Once completed, Cambridge, Ontario-based exactEarth will be a fully owned subsidiary of Spire, with exactEarth CEO Peter Mabson reporting directly to Spire CEO Peter Platzer.
“Peter and I share a vision about the opportunity for space-based maritime data and the digitalization of the global maritime industry, and I look forward to pursuing that vision together,” said Peter Platzer, Spire’s CEO. “I have great respect for the highly experienced team at exactEarth and am excited to continue driving this digital transformation together, serving more customers with a more robust data and solutions platform.”
The Spire press release “implies” that it is paying around 9.1x exactEarth’s “Enterprise Value to LTM revenue,” so exactEarth might have 12 month average revenues in the neighborhood of $10 million or more.

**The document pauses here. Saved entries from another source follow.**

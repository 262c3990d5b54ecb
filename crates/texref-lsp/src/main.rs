//! texref-lsp: LaTeX completion server
//!
//! This server provides:
//! - Citation, label and environment completion
//! - Go-to-definition for cited keys, referenced labels and environments
//! - In-memory document tracking for unsaved changes
//!
//! The index is built lazily: every request re-scans only the files whose
//! modification time changed since the previous scan.

mod completion;
mod document_store;

use std::path::{Path, PathBuf};
use std::sync::Arc;

use anyhow::{Context, Result};
use document_store::DocumentStore;
use serde::Serialize;
use texref::{identifier_at, CompletionCoordinator, CompletionRequest, Config, ExtractorStats};
use tokio::sync::RwLock;
use tower_lsp::jsonrpc::Result as LspResult;
use tower_lsp::lsp_types::*;
use tower_lsp::{Client, LanguageServer, LspService, Server};
use tracing::{debug, error, info};

const DEBUG_INFO_COMMAND: &str = "texref.debugInfo";
const REFRESH_COMMAND: &str = "texref.refreshIndex";

/// Payload of the debug info command.
#[derive(Debug, Serialize)]
struct DebugReport {
    requester: PathBuf,
    info: String,
    stats: Vec<(String, ExtractorStats)>,
}

/// The language server backend
struct Backend {
    /// LSP client for sending notifications
    client: Client,
    /// Rebuilt when the workspace config is loaded
    coordinator: Arc<RwLock<Arc<CompletionCoordinator>>>,
    /// Workspace root directory
    workspace_root: Arc<RwLock<Option<PathBuf>>>,
    /// In-memory document store for open files
    documents: DocumentStore,
}

impl Backend {
    async fn coordinator(&self) -> Arc<CompletionCoordinator> {
        self.coordinator.read().await.clone()
    }

    /// Documents opened with a language the config does not list are ignored.
    async fn is_served(&self, file: &Path) -> bool {
        match self.documents.language_id(file).await {
            Some(language_id) => {
                let coordinator = self.coordinator().await;
                completion::serves(coordinator.supported_filetypes(), &language_id)
            }
            None => true,
        }
    }

    async fn request_at(&self, file: &Path, pos: Position) -> CompletionRequest {
        let line = self
            .documents
            .get_line(file, pos.line)
            .await
            .unwrap_or_default();
        let column = completion::byte_offset(&line, pos.character);
        CompletionRequest::new(file, line, column)
    }

    /// Resolve `identifier`, scanning the project once if it is not indexed yet.
    async fn resolve(&self, file: &Path, identifier: &str) -> Result<texref::Location> {
        let coordinator = self.coordinator().await;
        if let Ok(location) = coordinator.resolve_definition(identifier) {
            return Ok(location);
        }

        let requester = file.to_path_buf();
        let identifier = identifier.to_string();
        let location = tokio::task::spawn_blocking(move || {
            let found = coordinator.refresh_index(&requester);
            debug!("Refreshed index: {} identifiers", found);
            coordinator.resolve_definition(&identifier)
        })
        .await
        .context("index refresh task failed")??;
        Ok(location)
    }

    async fn debug_report(&self, requester: PathBuf) -> Result<DebugReport> {
        let coordinator = self.coordinator().await;
        tokio::task::spawn_blocking(move || DebugReport {
            info: coordinator.debug_info(&requester),
            stats: coordinator
                .stats()
                .into_iter()
                .map(|(kind, stats)| (kind.to_string(), stats))
                .collect(),
            requester,
        })
        .await
        .context("debug info task failed")
    }

    /// File named by the first command argument, else the workspace root.
    async fn command_target(&self, arguments: &[serde_json::Value]) -> Option<PathBuf> {
        let from_argument = arguments
            .first()
            .and_then(|arg| arg.as_str())
            .and_then(|uri| Url::parse(uri).ok())
            .and_then(|uri| uri.to_file_path().ok());
        match from_argument {
            Some(path) => Some(path),
            None => self.workspace_root.read().await.clone(),
        }
    }
}

#[tower_lsp::async_trait]
impl LanguageServer for Backend {
    async fn initialize(&self, params: InitializeParams) -> LspResult<InitializeResult> {
        // Store workspace root
        if let Some(root_uri) = params.root_uri {
            if let Ok(path) = root_uri.to_file_path() {
                *self.workspace_root.write().await = Some(path);
            }
        } else if let Some(folders) = params.workspace_folders {
            if let Some(folder) = folders.first() {
                if let Ok(path) = folder.uri.to_file_path() {
                    *self.workspace_root.write().await = Some(path);
                }
            }
        }

        Ok(InitializeResult {
            capabilities: ServerCapabilities {
                text_document_sync: Some(TextDocumentSyncCapability::Kind(
                    TextDocumentSyncKind::INCREMENTAL,
                )),
                definition_provider: Some(OneOf::Left(true)),
                completion_provider: Some(CompletionOptions {
                    trigger_characters: Some(vec!["{".to_string(), ",".to_string()]),
                    resolve_provider: Some(false),
                    ..Default::default()
                }),
                execute_command_provider: Some(ExecuteCommandOptions {
                    commands: vec![DEBUG_INFO_COMMAND.to_string(), REFRESH_COMMAND.to_string()],
                    ..Default::default()
                }),
                ..Default::default()
            },
            server_info: Some(ServerInfo {
                name: "texref-lsp".to_string(),
                version: Some(env!("CARGO_PKG_VERSION").to_string()),
            }),
        })
    }

    async fn initialized(&self, _: InitializedParams) {
        info!("LaTeX completion server initialized");

        // Load config from workspace root
        if let Some(root) = self.workspace_root.read().await.as_ref() {
            let config = Config::load(root);
            info!(
                "Loaded config: marker=*.{} sources=*.{} filetypes={:?}",
                config.marker_extension, config.source_extension, config.filetypes
            );
            *self.coordinator.write().await = Arc::new(CompletionCoordinator::new(config));
        }
    }

    async fn shutdown(&self) -> LspResult<()> {
        info!("LaTeX completion server shutting down");
        Ok(())
    }

    async fn goto_definition(
        &self,
        params: GotoDefinitionParams,
    ) -> LspResult<Option<GotoDefinitionResponse>> {
        let uri = params.text_document_position_params.text_document.uri;
        let pos = params.text_document_position_params.position;

        let file = match uri.to_file_path() {
            Ok(f) => f,
            Err(_) => return Ok(None),
        };

        if !self.is_served(&file).await {
            return Ok(None);
        }

        let request = self.request_at(&file, pos).await;
        let identifier = match identifier_at(&request.line, request.column) {
            Some(identifier) => identifier.to_string(),
            None => return Ok(None),
        };

        info!("Looking up definition for: {}", identifier);

        let location = match self.resolve(&file, &identifier).await {
            Ok(location) => location,
            Err(e) => {
                debug!("{}", e);
                return Ok(None);
            }
        };

        let line_text = self
            .documents
            .get_line(&location.file, location.line.saturating_sub(1))
            .await;
        Ok(completion::to_lsp_location(&location, line_text.as_deref())
            .map(GotoDefinitionResponse::Scalar))
    }

    async fn completion(&self, params: CompletionParams) -> LspResult<Option<CompletionResponse>> {
        let uri = &params.text_document_position.text_document.uri;
        let pos = params.text_document_position.position;

        let file = match uri.to_file_path() {
            Ok(f) => f,
            Err(_) => return Ok(None),
        };

        if !self.is_served(&file).await {
            return Ok(None);
        }

        let request = self.request_at(&file, pos).await;
        let coordinator = self.coordinator().await;

        // Walks and scans hit the filesystem
        let candidates =
            match tokio::task::spawn_blocking(move || coordinator.compute_candidates(&request))
                .await
            {
                Ok(candidates) => candidates,
                Err(e) => {
                    error!("Completion task failed: {}", e);
                    return Ok(None);
                }
            };

        if candidates.is_empty() {
            return Ok(None);
        }

        let items = candidates
            .into_iter()
            .map(completion::to_completion_item)
            .collect();
        Ok(Some(CompletionResponse::Array(items)))
    }

    async fn execute_command(
        &self,
        params: ExecuteCommandParams,
    ) -> LspResult<Option<serde_json::Value>> {
        let target = match self.command_target(&params.arguments).await {
            Some(target) => target,
            None => return Ok(None),
        };

        match params.command.as_str() {
            DEBUG_INFO_COMMAND => match self.debug_report(target).await {
                Ok(report) => {
                    self.client.log_message(MessageType::INFO, &report.info).await;
                    Ok(serde_json::to_value(report).ok())
                }
                Err(e) => {
                    error!("Debug info failed: {:#}", e);
                    Ok(None)
                }
            },
            REFRESH_COMMAND => {
                let coordinator = self.coordinator().await;
                coordinator.reset_roots();
                match tokio::task::spawn_blocking(move || coordinator.refresh_index(&target)).await
                {
                    Ok(found) => {
                        self.client
                            .log_message(MessageType::INFO, format!("Indexed {} identifiers", found))
                            .await;
                        Ok(Some(serde_json::json!({ "identifiers": found })))
                    }
                    Err(e) => {
                        error!("Index refresh failed: {}", e);
                        Ok(None)
                    }
                }
            }
            other => {
                debug!("Ignoring unknown command {}", other);
                Ok(None)
            }
        }
    }

    async fn did_open(&self, params: DidOpenTextDocumentParams) {
        let uri = &params.text_document.uri;
        info!("File opened: {}", uri);

        self.documents
            .open(
                uri,
                params.text_document.text,
                params.text_document.version,
                params.text_document.language_id,
            )
            .await;
    }

    async fn did_change(&self, params: DidChangeTextDocumentParams) {
        self.documents
            .change(
                &params.text_document.uri,
                params.content_changes,
                params.text_document.version,
            )
            .await;
    }

    async fn did_close(&self, params: DidCloseTextDocumentParams) {
        let uri = &params.text_document.uri;
        info!("File closed: {}", uri);
        self.documents.close(uri).await;
    }
}

#[tokio::main]
async fn main() {
    // Initialize logging
    tracing_subscriber::fmt()
        .with_env_filter(
            tracing_subscriber::EnvFilter::from_default_env()
                .add_directive(tracing::Level::INFO.into()),
        )
        .with_writer(std::io::stderr)
        .init();

    info!("Starting LaTeX completion server");

    let stdin = tokio::io::stdin();
    let stdout = tokio::io::stdout();

    let (service, socket) = LspService::new(|client| Backend {
        client,
        // Defaults until the workspace config is loaded
        coordinator: Arc::new(RwLock::new(Arc::new(CompletionCoordinator::new(
            Config::default(),
        )))),
        workspace_root: Arc::new(RwLock::new(None)),
        documents: DocumentStore::new(),
    });

    Server::new(stdin, stdout, socket).serve(service).await;
}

Today’s acquisition increases Spire’s customer base by over 75 percent, with exactEarth bringing over 150 customers to Spire’s books. Spire sees additional sales opportunities in exactEarth’s customer base by cross-selling its data and analytics properties to more commercial and government customers.
It also gets a minority indirect ownership stake in IoT provider Myriota through the acquisition. Australian-based Myriota is one of two companies building low-cost, low-power satellite IoT networks, so there could be additional opportunities in combining Myriota solutions with Spire’s growing portfolio of services and potentially adding IoT data pickup to Spire satellites in the future or building dedicated satellites for them in the future, increasing Myriota revisit rates and saving them money.
Spire also gets a 10 year archive of AIS ship tracking data, which can be used to “accelerate” in-house AI/ML product development and exactEarth’s sales team, which has customers in 39 countries around the world.
Does Spire have other acquisitions under consideration? Given the company’s “Space-as-a-Service” philosophy and desire to increase its portfolio and add to its revenue base, there are likely a few more companies being examined. Spire’s main strengths beyond cash and stock is its in-house satellite manufacturing capabilities, purchasing power with launch brokers given its regular refresh cadence, and an established cloud infrastructure to manage satellites and collect data.